A sa sortie, le film est un échec, les critiques américains se ridiculisant en massacrant le film et les critiques européens ne sauvant que sa beauté plastique, n’hésitant pas à recourir au terme du « plus beau film jamais réalisé ». Cet échec ternit l’aura du maître auprès des studios, et une partie du public ne comprend pas comment Kubrick a pu réaliser un film aussi ennuyeux, 2001 : l’odyssée de l’espace n’étant pas tombé dans ce piège. Bien qu’il se rattrapât par la suite, Barry Lyndon allait être un tournant dans la carrière de Kubrick qui, une fois pour toute, allait opter pour un système de narration plus populaire comme Shining ou Full Metal Jacket, même si Eyes Wide Shut tentait de retrouver un peu du style ancien.

Toujours est-il que plus de 30 ans après sa sortie, Barry Lyndon mérite amplement d’être reconsidéré : souvent applaudi pour ses qualités esthétiques en oubliant le reste, ce film est pourtant une étape fondamentale dans l’exploration de l’univers kubrickien, en totale adéquation avec les films précédents et surtout Orange Mécanique.

Contrairement à la légende, le film a utilisé des lumières artificielles, même si dans l’ensemble ce sont bien les naturelles, et surtout ces fameuses bougies, qui furent employées. Bien que le rendu visuel soit incroyable, il y a une contrainte : vu la sensibilité du focus, les acteurs ne pouvaient pas trop bouger sur l’écran, de peur de devenir flous, ce qui rendait leurs jeux un peu statiques – l’une des nombreuses critiques du film.
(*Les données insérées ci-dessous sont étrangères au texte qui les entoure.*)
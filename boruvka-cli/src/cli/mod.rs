//! Command-line interface for the Borůvka engine.
//!
//! `run` loads a whitespace-separated edge list from disk; `example` uses the
//! built-in nine-vertex graph. Both print a per-round report followed by the
//! sorted tree edges and total weight.

mod commands;
mod edge_list;

pub use commands::{
    Cli, CliError, Command, EdgeSummary, ExecutionSummary, OutputFormat, RoundSummary,
    RunCommand, example_graph, render_summary, run_cli,
};
pub use edge_list::{EdgeListError, parse_edge_list};
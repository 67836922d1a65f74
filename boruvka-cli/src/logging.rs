//! Global `tracing` subscriber for the `boruvka` binary.
//!
//! `RUST_LOG` selects the level (default `warn`) and `BORUVKA_LOG_FORMAT`
//! switches between human and JSON lines. Records from the `log` facade are
//! bridged into the same subscriber.

use std::{env, str::FromStr, sync::OnceLock};

use thiserror::Error;
use tracing_log::LogTracer;
use tracing_subscriber::{
    EnvFilter, Layer, fmt::format::FmtSpan, layer::SubscriberExt, util::SubscriberInitExt,
};

const LOG_FORMAT_ENV: &str = "BORUVKA_LOG_FORMAT";
const DEFAULT_FILTER: &str = "warn";

static INITIALISED: OnceLock<()> = OnceLock::new();

/// Errors raised while initialising structured logging.
#[derive(Debug, Error)]
pub enum LoggingError {
    /// Environment variable contained invalid UTF-8 data.
    #[error("environment variable `{name}` contained invalid UTF-8: {source}")]
    InvalidUnicode {
        /// Name of the offending environment variable.
        name: &'static str,
        /// Underlying lookup failure.
        #[source]
        source: env::VarError,
    },
    /// `BORUVKA_LOG_FORMAT` named an unknown format.
    #[error("unsupported log format `{provided}`; expected `human` or `json`")]
    UnsupportedFormat {
        /// Raw value supplied by the user.
        provided: String,
    },
    /// Failed to install the global tracing subscriber.
    #[error("failed to install tracing subscriber: {source}")]
    InstallFailed {
        /// Error raised by `tracing_subscriber`.
        #[source]
        source: tracing_subscriber::util::TryInitError,
    },
}

/// Line format of the diagnostics written to stderr.
#[derive(Clone, Copy, Debug, Default, Eq, PartialEq)]
pub enum LogFormat {
    /// Plain `fmt` output.
    #[default]
    Human,
    /// One JSON object per line, with the current span list attached.
    Json,
}

impl FromStr for LogFormat {
    type Err = LoggingError;

    fn from_str(raw: &str) -> Result<Self, Self::Err> {
        match raw.trim().to_ascii_lowercase().as_str() {
            "human" => Ok(Self::Human),
            "json" => Ok(Self::Json),
            other => Err(LoggingError::UnsupportedFormat {
                provided: other.to_owned(),
            }),
        }
    }
}

/// Installs the global subscriber once per process.
///
/// Later calls are no-ops. If another subscriber already owns the global
/// slot it is left in place.
///
/// # Errors
/// Returns [`LoggingError`] if `BORUVKA_LOG_FORMAT` is not valid Unicode or
/// names an unsupported format.
pub fn init_logging() -> Result<(), LoggingError> {
    if INITIALISED.get().is_some() {
        return Ok(());
    }

    match install_subscriber(format_from_env()?) {
        Ok(()) | Err(LoggingError::InstallFailed { .. }) => {}
        Err(err) => return Err(err),
    }
    let _ = INITIALISED.set(());
    Ok(())
}

fn format_from_env() -> Result<LogFormat, LoggingError> {
    match env::var(LOG_FORMAT_ENV) {
        Ok(raw) => raw.parse(),
        Err(env::VarError::NotPresent) => Ok(LogFormat::default()),
        Err(source @ env::VarError::NotUnicode(_)) => Err(LoggingError::InvalidUnicode {
            name: LOG_FORMAT_ENV,
            source,
        }),
    }
}

fn install_subscriber(format: LogFormat) -> Result<(), LoggingError> {
    let env_filter =
        EnvFilter::try_from_default_env().unwrap_or_else(|_| EnvFilter::new(DEFAULT_FILTER));

    let fmt_layer = tracing_subscriber::fmt::layer()
        .with_span_events(FmtSpan::CLOSE)
        .with_writer(std::io::stderr);

    let fmt_layer = match format {
        LogFormat::Human => fmt_layer.boxed(),
        LogFormat::Json => fmt_layer
            .json()
            .with_current_span(true)
            .with_span_list(true)
            .boxed(),
    };

    // Best-effort: an existing `log` logger keeps the global slot.
    let _ = LogTracer::init();

    tracing_subscriber::registry()
        .with(env_filter)
        .with(fmt_layer)
        .try_init()
        .map_err(|source| LoggingError::InstallFailed { source })
}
Métaphore du film : l'aspect esthétique brille de milliers d'éclats, d'une splendeur sans nom, comme pour illustrer le mode de vie de la bourgeoisie de l'époque : une classe sociale luxuriante, éclatante mais d'un manque évident de profondeur, ce qui n'est pas le cas de ce film ; à travers le destin tragique de cet arriviste de Redmond Barry, Kubrick critique ouvertement une société décadente, superficielle et morose, avec autant de finesse et de brio que ne l'a fait Oscar Wilde dans son Portrait de Dorian Gray. Mais à la différence de Wilde, Kubrick ne voit rien de passionnant à raconter, c'est pourquoi il opte pour un mode de narration lent, très lent, comme l'écoulement du temps pour la veuve Lyndon. Kubrick joue par ailleurs avec cette lenteur et une certaine froideur dans sa mise en scène pour empêcher le spectateur de prendre parti pour Barry, contrairement au personnage d’Alex dans Orange Mécanique. Enfin, il faut noter avec quelle intelligence Kubrick exploite le zoom pour donner une impression de peinture à ses plans, tout comme cela nous permet à nouveau de nous éloigner des personnages. Une distanciation enfin achevée par une voix-off qui étouffe l’émotion soit en expliquant ce que l’on voit à l’image soit en annonçant les événements à venir.

Pour rester à Orange Mécanique, deux anecdotes amusantes : la première consiste à reconnaître la Sarabande d’Haendel arrangée électroniquement lorsque Alex rentre chez lui au début du film ; l’autre est le nom d’un peintre qui fascine Barry et qui s’appelle… Ludovico Cardi. Autre chose : bien que le contraste (visuel, sonore et temporel) entre les deux films soit immense, il faut un rapport commun sur la notion de perte de liberté lorsque l’on plonge un individu dans un monde qui ne lui appartient pas. Autant Alex était perdu lorsqu’il passa de sa nature sauvage à la civilisation réductrice (le traitement), autant Barry se laisse emporter dans les tourbillons infernaux de la haute bourgeoisie, lui enfant de ferme… La déshumanisation, d’une manière ou d’une autre, au centre de l’œuvre du cinéaste, est à nouveau un point fort du film, tout comme la guerre.

On le sait, Kubrick a toujours méprisé la guerre comme il vouait une fascination improbable aux soldats. Ne disait-il pas déjà à l’époque des Sentiers de la gloire : « Le soldat est fascinant parce que toutes les circonstances qui l'entourent sont chargées d'une sorte d'hystérie. Malgré toute son horreur, la guerre est le drame à l'état pur car elle est l'une des rares situations où les hommes peuvent encore se lever et parler pour les principes qu'ils pensent leurs. Le criminel et le soldat ont au moins cette vertu d'être pour ou contre quelque chose dans un monde où tant de gens ont appris à accepter une grise nullité, à affecter une gamme mensongère de pose afin qu'on les juge normaux ? Il est difficile de dire qui est pris dans la plus vaste conspiration: le criminel, le soldat ou nous ». Présent dans la moitié de ses films, sous une forme ou l’autre, ce thème était l’apothéose de l’esprit nihiliste et autodestructeur des personnages kubrickiens, comme on peut l’observer ici où Barry, Irlandais d’origine, rejoint l’armée anglaise avant de déserter et de travailler pour l’armée prusse.

Si Kubrick rejetait la psychanalyse et Freud, il ne rejetait pas pour autant la psychologie fondamentale de l'homme qui devait expliquer non pas les causes des faits mais leurs conséquences : Kubrick démontre ainsi la destruction de la vie de Barry Lyndon dans la luxure et le jeu, destruction qu'il applique aussi à Lady Lyndon en lui enlevant son fils ; juste retour des choses, Barry reçoit sa propre destruction quand son fils meurt, souffrance bien plus grande que celle de Lady Lyndon dont le fils est lui en vie. L'éclatement interne d'une société corrompue et pervertie, voilà ce que Kubrick voulait sans doute mettre en images. Enfin, la performance de Ryan O’Neal est si impressionnante que c’est Kubrick qui en aura le mérite ; il faut dire que par après, l’acteur sera souvent insipide, mais ici il est d’une telle justesse, à la fois sensible et psychologique, tout en intériorisation, qu’il parvient à être présent tout au long du film sans nous agacer, ravissant la vedette à ses camarades dont la jolie et en l’occurrence mélancolique Marisa Berenson.